Congregational Wealth: More Than Money

We are approaching the season of congregational meetings—a time when churches elect their officers, review finances, adopt budgets, listen to reports, and ask for the support of members for existing and future projects. As congregational leaders prepare for their big meeting, it might be well to reference this post that dates to 2008.

Reference: How to Design A Sustainable Institution by Gregory Jones


Sustaining the Church as an institution—now that’s a topic on many church leaders’ minds! The answers may be right above our lips.


Recognize these words?

Merciful Father, we offer with joy and thanksgiving what you have first given us – ourselves, our time and our possessions, signs of your gracious love.

The words are familiar to Christians who use liturgies. They are repeated weekly, in many traditions.


So why do congregations often feel they are valued only by their offering plates? And when they grow light—their savings. And when these disappear—their land and buildings.


St. Lawrence

Lawrence before Valerianus, detail from a fresco by Fra Angelico, c. 1447-1450, Pinacoteca Vaticana

The wealth of the congregation is sitting in the pew. We need only return to the life of St. Lawrence to remind us. Back in the 3rd century, St. Lawrence was ordered to turn over the wealth of the Church to Roman authorities. He was given three days — (three days more than our denomination gave our congregation!). He gathered the poor, the crippled, the blind and the suffering, and said these were the true treasures of the Church. One account records him declaring to the prefect, “The Church is truly rich, far richer than your emperor.”


L. Gregory Jones’ 2008 article builds on St. Lawrence’s thinking.



Jones does not ignore financing—the stewardship of giving—but he adds five other valuable forms of capital.



Jones describes this as preserving wisdom and cultivating new ideas.


Both the clergy and laity have a great deal to contribute to the Intellectual Capital Bank.


The congregation knows things about their membership and neighborhoods that take years for a pastor to learn. They also bring a wealth of modern experience and skills to the ancient institution of Church. Clergy are steeped in tradition and the concentrated study of Scripture. They bring ideas nurtured among others with similar training—and their own life experience, as well.


Bring the two together and we’d have one amazing bank of knowledge. But the Church is not good at bringing the two together! We give far more weight to the wisdom and experience of clergy.



As a business person, I know my most valuable employees, contacts, and vendors are those with the widest networks. That’s a quality I look for first when I hire. I can train anyone to do the work. I need people who can connect—in the office, with my clients, and in the neighborhoods I serve.

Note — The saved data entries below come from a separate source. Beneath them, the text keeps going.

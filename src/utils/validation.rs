use crate::utils::error::{Result, SyncError};
use std::collections::HashSet;
use url::Url;

pub trait Validate {
    fn validate(&self) -> Result<()>;
}

pub fn validate_url(field_name: &str, url_str: &str) -> Result<()> {
    if url_str.is_empty() {
        return Err(SyncError::InvalidConfigValueError {
            field: field_name.to_string(),
            value: url_str.to_string(),
            reason: "URL cannot be empty".to_string(),
        });
    }

    match Url::parse(url_str) {
        Ok(url) => match url.scheme() {
            "http" | "https" => Ok(()),
            scheme => Err(SyncError::InvalidConfigValueError {
                field: field_name.to_string(),
                value: url_str.to_string(),
                reason: format!("Unsupported URL scheme: {}", scheme),
            }),
        },
        Err(e) => Err(SyncError::InvalidConfigValueError {
            field: field_name.to_string(),
            value: url_str.to_string(),
            reason: format!("Invalid URL format: {}", e),
        }),
    }
}

pub fn validate_positive_number(field_name: &str, value: i64, min_value: i64) -> Result<()> {
    if value < min_value {
        return Err(SyncError::InvalidConfigValueError {
            field: field_name.to_string(),
            value: value.to_string(),
            reason: format!("Value must be at least {}", min_value),
        });
    }
    Ok(())
}

pub fn validate_number_range(field_name: &str, value: i64, min_value: i64, max_value: i64) -> Result<()> {
    validate_positive_number(field_name, value, min_value)?;
    if value > max_value {
        return Err(SyncError::InvalidConfigValueError {
            field: field_name.to_string(),
            value: value.to_string(),
            reason: format!("Value must be at most {}", max_value),
        });
    }
    Ok(())
}

pub fn validate_non_empty_string(field_name: &str, value: &str) -> Result<()> {
    if value.trim().is_empty() {
        return Err(SyncError::InvalidConfigValueError {
            field: field_name.to_string(),
            value: value.to_string(),
            reason: "Value cannot be empty or whitespace-only".to_string(),
        });
    }
    Ok(())
}

/// Loose shape check only; the SMTP relay and Drive API are the real judges.
pub fn validate_email(field_name: &str, value: &str) -> Result<()> {
    validate_non_empty_string(field_name, value)?;

    match value.split_once('@') {
        Some((local, domain)) if !local.is_empty() && domain.contains('.') => Ok(()),
        _ => Err(SyncError::InvalidConfigValueError {
            field: field_name.to_string(),
            value: value.to_string(),
            reason: "Not an email address".to_string(),
        }),
    }
}

pub fn validate_column_list(field_name: &str, columns: &[String]) -> Result<()> {
    if columns.is_empty() {
        return Err(SyncError::InvalidConfigValueError {
            field: field_name.to_string(),
            value: "[]".to_string(),
            reason: "At least one output column is required".to_string(),
        });
    }

    let mut seen = HashSet::new();
    for column in columns {
        validate_non_empty_string(field_name, column)?;
        if !seen.insert(column.as_str()) {
            return Err(SyncError::InvalidConfigValueError {
                field: field_name.to_string(),
                value: column.clone(),
                reason: "Duplicate column name".to_string(),
            });
        }
    }

    Ok(())
}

I’ve found this to be true in church work, too. There are members of the Church—often very quiet members—who know everyone and join all sorts of groups, causes, and clubs. What a wealth!


The worlds of most clergy tend to focus on church networking.


Again, bring the two together and WOW!


But churches often have no way to bring the two together.



Jones describes this as providing opportunities for growth and problem-solving.


This happens in church life but there may be untapped potential. If only we could find a way to capitalize on the other forms of capital.


Churches tend to choose a group concentration—a food pantry or outstanding music offerings, for example. Sometimes these grow from the vision of a pastor. Sometimes they grow from congregation experience. The challenge is to keep up with the new norm—changing demographics. This means there are steadily breaking waves of new talent and needs that may change ministry in ways that challenge existing leadership and membership. Viable congregations must find ways to recognize and address both—quickly.


All of these come together in a fourth form of capital:



Human Capital ties all together. It recognizes that the people of the Church ARE the true treasures. The challenge to the Church is opening up its traditions to allow these hidden investments to grow.


Here’s a cartoon that illustrates a Church approach to recognizing human capital:













As long as we view our memberships in pre-determined roles, we minimize our potential.

People are just more complicated than we recognize—and far more valuable.